Following the reconnaissance of the Syrian coast on 14 August, the Royal Navy made plans to attack the Turkish ammunition dump at Affule. Conseuqently this morning three seaplane carriers the Ben-my-Chree, Raven II, and Anne assembled at Haifa accompanied by the French destroyer Arbalete.
Ten seaplanes then flew off to Affule. On arrival the pilots found the camp greatly enlarged and the anti-aircraft defences strengthened.
Nevertheless they set about systematically bombing the camp for the next 30 minutes, and railway tracks, stores and carriages were set on fire. One train, which steamed out of the station, was found by the Raven’s seaplanes who scored a direct hit on the rear coach of the train. Other bombs damaged the track.
All the seaplanes returned safely to the carriers, and when they had been hoisted in, the three ships and their escort went south down the coast. On their way they encountered two dhows, one of which was destroyed by gunfire from the Arbalete, while the other was captured and taken in tow by the Ben-my-Chree. Prisoners from this dhow confirmed that the two vessels were used for revictualling the Sinai troops.

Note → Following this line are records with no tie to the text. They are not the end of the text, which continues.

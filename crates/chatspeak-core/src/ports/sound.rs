//! Ambient sound presence port.

/// A continuously sampled "is there sound right now" signal.
///
/// Implementations project whatever audio analysis they perform down to a
/// single boolean; the liveness monitor never sees raw audio.
pub trait SoundPresence: Send + Sync {
    /// Whether sound above the detection threshold is present at this instant.
    fn sound_present(&self) -> bool;
}
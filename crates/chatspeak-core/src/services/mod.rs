//! Services orchestrating ports and domain types.

pub mod config_service;

pub use config_service::ConfigService;
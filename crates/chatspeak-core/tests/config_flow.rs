//! End-to-end configuration flow: JSON file store → `ConfigService` → subscribers.

use std::sync::Arc;

use chatspeak_core::{
    ConfigService, ConfigStore, CoreError, JsonFileConfigStore, VoiceConfig, VoiceConfigUpdate,
};
use tempfile::tempdir;
use tokio_test::assert_ok;

#[tokio::test]
async fn missing_file_starts_from_defaults() {
    let dir = tempdir().unwrap();
    let store = Arc::new(JsonFileConfigStore::new(dir.path().join("voice.json")));

    let service = ConfigService::load(store).await.unwrap();

    assert_eq!(service.current(), VoiceConfig::default());
}

#[tokio::test]
async fn update_persists_and_notifies_subscribers() {
    let dir = tempdir().unwrap();
    let path = dir.path().join("prefs").join("voice.json");
    let store = Arc::new(JsonFileConfigStore::new(&path));
    let service = ConfigService::load(store.clone()).await.unwrap();
    let mut rx = service.subscribe();

    let updated = service
        .update(VoiceConfigUpdate {
            voice_type: Some("urn:voice:anna".to_string()),
            delay: Some(1.5),
            ..VoiceConfigUpdate::default()
        })
        .await
        .unwrap();

    assert_ok!(rx.changed().await);
    assert_eq!(*rx.borrow_and_update(), updated);

    let raw = std::fs::read_to_string(&path).unwrap();
    assert!(raw.contains("\"voiceType\": \"urn:voice:anna\""), "{raw}");
    assert!(raw.contains("\"delay\": 1.5"), "{raw}");

    let reloaded = store.load().await.unwrap();
    assert_eq!(reloaded, updated);
}

#[tokio::test]
async fn invalid_update_is_neither_saved_nor_published() {
    let dir = tempdir().unwrap();
    let path = dir.path().join("voice.json");
    let store = Arc::new(JsonFileConfigStore::new(&path));
    let service = ConfigService::load(store).await.unwrap();
    let rx = service.subscribe();

    let result = service
        .update(VoiceConfigUpdate {
            rate: Some(0.0),
            ..VoiceConfigUpdate::default()
        })
        .await;

    assert!(matches!(result, Err(CoreError::Config(_))));
    assert!(!path.exists());
    assert!(!rx.has_changed().unwrap());
    assert_eq!(service.current(), VoiceConfig::default());
}

#[tokio::test]
async fn partial_file_fills_in_defaults() {
    let dir = tempdir().unwrap();
    let path = dir.path().join("voice.json");
    std::fs::write(&path, r#"{"voiceType":"en-GB","emojisEnabled":false}"#).unwrap();

    let service = ConfigService::load(Arc::new(JsonFileConfigStore::new(&path)))
        .await
        .unwrap();
    let config = service.current();

    assert_eq!(config.voice_type, "en-GB");
    assert!(!config.emojis_enabled);
    assert!((config.rate - 1.0).abs() < f32::EPSILON);
    assert!(config.delay.abs() < f32::EPSILON);
}

#[tokio::test]
async fn corrupt_file_falls_back_to_defaults() {
    let dir = tempdir().unwrap();
    let path = dir.path().join("voice.json");
    std::fs::write(&path, "not json").unwrap();
    let store = Arc::new(JsonFileConfigStore::new(&path));

    assert!(ConfigService::load(store.clone()).await.is_err());

    let service = ConfigService::load_or_default(store).await;
    assert_eq!(service.current(), VoiceConfig::default());
}
//! Chat message domain types.
//!
//! A chat message is identified by an opaque [`MessageId`] assigned by the chat
//! surface. Ids are not stable: the surface may hand out a temporary id for a
//! message and rename it later, so nothing in this crate assumes a format.

use std::fmt;

use serde::{Deserialize, Serialize};

/// Opaque identity of a chat message.
#[derive(Debug, Clone, PartialEq, Eq, Hash, PartialOrd, Ord, Serialize, Deserialize)]
#[serde(transparent)]
pub struct MessageId(String);

impl MessageId {
    /// Wrap a raw id string.
    pub fn new(id: impl Into<String>) -> Self {
        Self(id.into())
    }

    /// Borrow the raw id.
    #[must_use]
    pub fn as_str(&self) -> &str {
        &self.0
    }
}

impl fmt::Display for MessageId {
    fn fmt(&self, f: &mut fmt::Formatter<'_>) -> fmt::Result {
        f.write_str(&self.0)
    }
}

impl From<&str> for MessageId {
    fn from(id: &str) -> Self {
        Self(id.to_string())
    }
}

impl From<String> for MessageId {
    fn from(id: String) -> Self {
        Self(id)
    }
}

/// A message waiting to be spoken.
#[derive(Debug, Clone, PartialEq, Eq, Serialize, Deserialize)]
pub struct ChatMessage {
    /// Current identity of the message (may be migrated by a rename).
    pub id: MessageId,
    /// Display name of the author.
    pub author: String,
    /// Message text, already emoji-expanded (or not) per configuration.
    pub body: String,
}

impl ChatMessage {
    /// Create a new chat message.
    pub fn new(
        id: impl Into<MessageId>,
        author: impl Into<String>,
        body: impl Into<String>,
    ) -> Self {
        Self {
            id: id.into(),
            author: author.into(),
            body: body.into(),
        }
    }

    /// The text handed to the speech engine: `{author}: "{body}"`.
    #[must_use]
    pub fn utterance_text(&self) -> String {
        format!("{}: \"{}\"", self.author, self.body)
    }
}

/// One piece of a rendered chat message body.
#[derive(Debug, Clone, PartialEq, Eq, Serialize, Deserialize)]
#[serde(tag = "kind", rename_all = "camelCase")]
pub enum MessageFragment {
    /// Plain text run.
    Text { text: String },
    /// A mention of another user (read as its visible text).
    Mention { text: String },
    /// An emoji image, carrying its alternative text.
    Emoji { alt: String },
}

impl MessageFragment {
    /// Plain text fragment.
    pub fn text(text: impl Into<String>) -> Self {
        Self::Text { text: text.into() }
    }

    /// Mention fragment.
    pub fn mention(text: impl Into<String>) -> Self {
        Self::Mention { text: text.into() }
    }

    /// Emoji fragment.
    pub fn emoji(alt: impl Into<String>) -> Self {
        Self::Emoji { alt: alt.into() }
    }
}

/// Flatten message fragments into the body text that gets spoken.
///
/// With emojis enabled each emoji contributes its alt text plus a trailing
/// space, otherwise engines run consecutive emoji names together. With emojis
/// disabled emoji fragments contribute nothing.
#[must_use]
pub fn render_body(fragments: &[MessageFragment], emojis_enabled: bool) -> String {
    let mut body = String::new();
    for fragment in fragments {
        match fragment {
            MessageFragment::Text { text } | MessageFragment::Mention { text } => {
                body.push_str(text);
            }
            MessageFragment::Emoji { alt } if emojis_enabled => {
                body.push_str(alt);
                body.push(' ');
            }
            MessageFragment::Emoji { .. } => {}
        }
    }
    body
}

/// Whether a body contains anything worth speaking.
#[must_use]
pub fn has_speakable_text(body: &str) -> bool {
    body.chars().any(|c| !c.is_whitespace())
}
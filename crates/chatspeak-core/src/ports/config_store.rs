//! Voice configuration store trait definition.
//!
//! This port defines the interface for persisting voice preferences.
//! Implementations handle all storage details internally.

use async_trait::async_trait;

use super::StoreError;
use crate::config::VoiceConfig;

/// Store for voice configuration persistence.
///
/// # Design Rules
///
/// - Works with the domain `VoiceConfig` type directly
/// - Implementation handles serialization internally
/// - `load` returns defaults when nothing has been stored yet
#[cfg_attr(test, mockall::automock)]
#[async_trait]
pub trait ConfigStore: Send + Sync {
    /// Load the stored voice configuration.
    async fn load(&self) -> Result<VoiceConfig, StoreError>;

    /// Save the voice configuration.
    async fn save(&self, config: &VoiceConfig) -> Result<(), StoreError>;
}
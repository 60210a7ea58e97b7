//! Console observer: writes notifications to the process log.

use async_trait::async_trait;
use tracing::info;

use crate::traits::{DisplayTimings, NotifyError, Observer};

/// Observer that logs each notification through `tracing`.
///
/// Always present so a daemon with no external observers still surfaces
/// the countdown somewhere.
#[derive(Debug, Default)]
pub struct LogObserver;

#[async_trait]
impl Observer for LogObserver {
    async fn receive(
        &self,
        title: &str,
        subtitle: &str,
        _timings: &DisplayTimings,
    ) -> Result<(), NotifyError> {
        if subtitle.is_empty() {
            info!(%title, "notification");
        } else {
            info!(%title, %subtitle, "notification");
        }
        Ok(())
    }

    fn name(&self) -> &str {
        "console"
    }
}
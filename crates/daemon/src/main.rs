//! curfewd: daily shutdown scheduler daemon.
//!
//! Loads the curfew config, arms the schedule, hot-reloads on config
//! changes, and exits when the shutdown instant arrives.

mod watcher;

use std::path::PathBuf;
use std::sync::Arc;
use std::time::Duration;

use anyhow::Context;
use clap::Parser;
use tokio::sync::mpsc;
use tracing::info;
use tracing_subscriber::EnvFilter;

use curfew_core::CurfewConfig;
use curfew_notify::webhook::WebhookObserver;
use curfew_notify::{console::LogObserver, Dispatcher, Observer, StaticObservers, TerminalSink};
use curfew_schedule::{Dispatch, ScheduleController, TimerDriver, TokioTimers};

use watcher::ConfigWatcher;

#[derive(Parser, Debug)]
#[command(name = "curfewd", about = "Daily shutdown scheduler")]
struct Cli {
    /// Path to the YAML config file (created with defaults if missing)
    #[arg(short, long, env = "CURFEW_CONFIG", default_value = "curfew.yml")]
    config: PathBuf,

    /// Config poll interval in seconds
    #[arg(long, default_value_t = 1)]
    poll_interval: u64,

    /// Webhook observer URL (repeatable; ${VAR} env references allowed)
    #[arg(long = "webhook")]
    webhooks: Vec<String>,
}

/// Terminal sink that wakes the main task so the process can exit.
struct ShutdownTrigger {
    tx: mpsc::UnboundedSender<()>,
}

impl TerminalSink for ShutdownTrigger {
    fn trigger(&self) {
        let _ = self.tx.send(());
    }
}

#[tokio::main]
async fn main() -> anyhow::Result<()> {
    tracing_subscriber::fmt()
        .with_env_filter(
            EnvFilter::try_from_default_env().unwrap_or_else(|_| EnvFilter::new("info")),
        )
        .init();

    let cli = Cli::parse();

    let config = CurfewConfig::load_or_init(&cli.config)
        .with_context(|| format!("failed to load config from {}", cli.config.display()))?;
    config.log_summary();

    let mut observers: Vec<Arc<dyn Observer>> = vec![Arc::new(LogObserver)];
    for url in &cli.webhooks {
        let observer = WebhookObserver::new(url)
            .with_context(|| format!("invalid webhook observer: {url}"))?;
        observers.push(Arc::new(observer));
    }
    info!(observers = observers.len(), "observers configured");

    let (shutdown_tx, mut shutdown_rx) = mpsc::unbounded_channel();
    let dispatcher = Dispatcher::new(
        Arc::new(StaticObservers::new(observers)),
        Arc::new(ShutdownTrigger { tx: shutdown_tx }),
    );

    let timers = Arc::new(TokioTimers::new());
    let mut controller = ScheduleController::new(
        timers as Arc<dyn TimerDriver>,
        Arc::new(dispatcher) as Arc<dyn Dispatch>,
    );
    controller
        .schedule(&config)
        .with_context(|| format!("invalid shutdown time in {}", cli.config.display()))?;

    let watcher = ConfigWatcher::new(cli.config.clone(), Duration::from_secs(cli.poll_interval));
    tokio::spawn(watcher.run(controller));

    tokio::select! {
        _ = shutdown_rx.recv() => {
            info!("shutdown instant reached, exiting");
        }
        _ = tokio::signal::ctrl_c() => {
            info!("interrupted, exiting");
        }
    }

    Ok(())
}
//! Error type for schedule construction.

use thiserror::Error;

/// Errors that can occur while building a schedule from configuration.
///
/// Raised by [`schedule`](crate::ScheduleController::schedule) and
/// [`reschedule`](crate::ScheduleController::reschedule); a failed
/// reschedule leaves the prior schedule untouched.
#[derive(Error, Debug)]
pub enum ScheduleError {
    /// The configured shutdown time is not a valid `HH:MM:SS` string.
    #[error("malformed time-of-day {input:?}: {reason}")]
    InvalidTimeOfDay { input: String, reason: String },
}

About midday, seven seaplanes went off to bomb the camp at Bureir and the railway viaduct over the Wadi el Hesi. The camp was hit and damaged and camels were stampeded by Lewis gun fire, but the viaduct was not destroyed, the nearest bombs exploding on the embankment. Unfortunately, Flight Commander George Bentley Dacre DSO, who has been with the RNAS since the beginning of the war, failed to return and has been taken prisoner by the Arabs.